Aşk nefrete ne kadar yakın

Güncelleme Tarihi:

Aşk nefrete ne kadar yakın
Oluşturulma Tarihi: Nisan 17, 2010 00:00

Yarın akşam Star TV’de yeni bir dizi başlıyor: “Ateşe Yürümek”... Aşk ile nefreti birbirinden ayıran ince çizginin üzerinde duran, aşkları ölüm acısıyla gölgelenmiş Fikret ve Derya’nın hikayesini ekrana taşıyacak olan dizinin başrolünde Ahu Türkpençe var. Türkpençe, Yavuz Bingöl’le birlikte kamera karşısına geçeceği bu yapımın aşk ve nefretin birbirine ne kadar yakın duygular olduğunu sorgulatacağını söylüyor.

Haberin Devamı

AHU TÜRKPENÇE FOTOĞRAFLARI

“Ateşe Yürümek” yayın hayatına başlıyor. Dizinin konusunu sizden dinleyebilir miyiz?

- Ben Derya rolünü oynuyorum. Derya, Yavuz Bingöl’ün canlandırdığı Fikret’e aşık. Ona çok güveniyor ve onu uğruna her şeyi yapabilecek kadar çok seviyor. Ama daha sonra Fikret’in, kardeşinin ölümünden sorumlu olduğunu öğreniyor. Hikaye de burada başlıyor. Derya aslında bir avukat ve kardeşinin intikamının peşinde. ıntikam almak istiyor ama Fikret’i de çok seviyor. Bu yapım, izleyiciye aşk ve nefretin birbirine ne kadar yakın duygular olduğunu sorgulatacak.
  
Derya nasıl bir karakter?   

- Çok inatçı. Sırf inadı yüzünden Fikret’in yanında kalıp intikamını tek başına almaya çalışıyor. Duygularını bastırmış, her şeye mantık çerçevesinden bakıyor. 

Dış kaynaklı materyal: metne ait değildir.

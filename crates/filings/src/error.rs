use thiserror::Error;

#[derive(Error, Debug)]
pub enum FilingError {
    #[error("I/O error: {0}")]
    Io(#[from] std::io::Error),

    #[error("Filing not found: {0}")]
    NotFound(String),

    #[error("Unsupported document: {0}")]
    Unsupported(String),

    #[error("HTTP request failed: {0}")]
    RequestFailed(#[from] reqwest::Error),

    #[error("Service unavailable: {0}")]
    ServiceUnavailable(String),

    #[error("Invalid response: {0}")]
    InvalidResponse(String),

    #[error("No API key configured for {0}")]
    MissingApiKey(&'static str),
}

pub type FilingResult<T> = Result<T, FilingError>;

Derya, Fikret’ten hamile kalıyor. Bu durum onu ve intikam mücadelesini nasıl etkileyecek peki?

- Derya, “Gerekirse çocuğum babasız da kalabilir ama intikamım alınacak” diyor.

YAVUZ’UN HİÇ KAPRİSİ YOK

Yavuz Bingöl’ün oyunculuğunu nasıl değerlendiriyorsunuz?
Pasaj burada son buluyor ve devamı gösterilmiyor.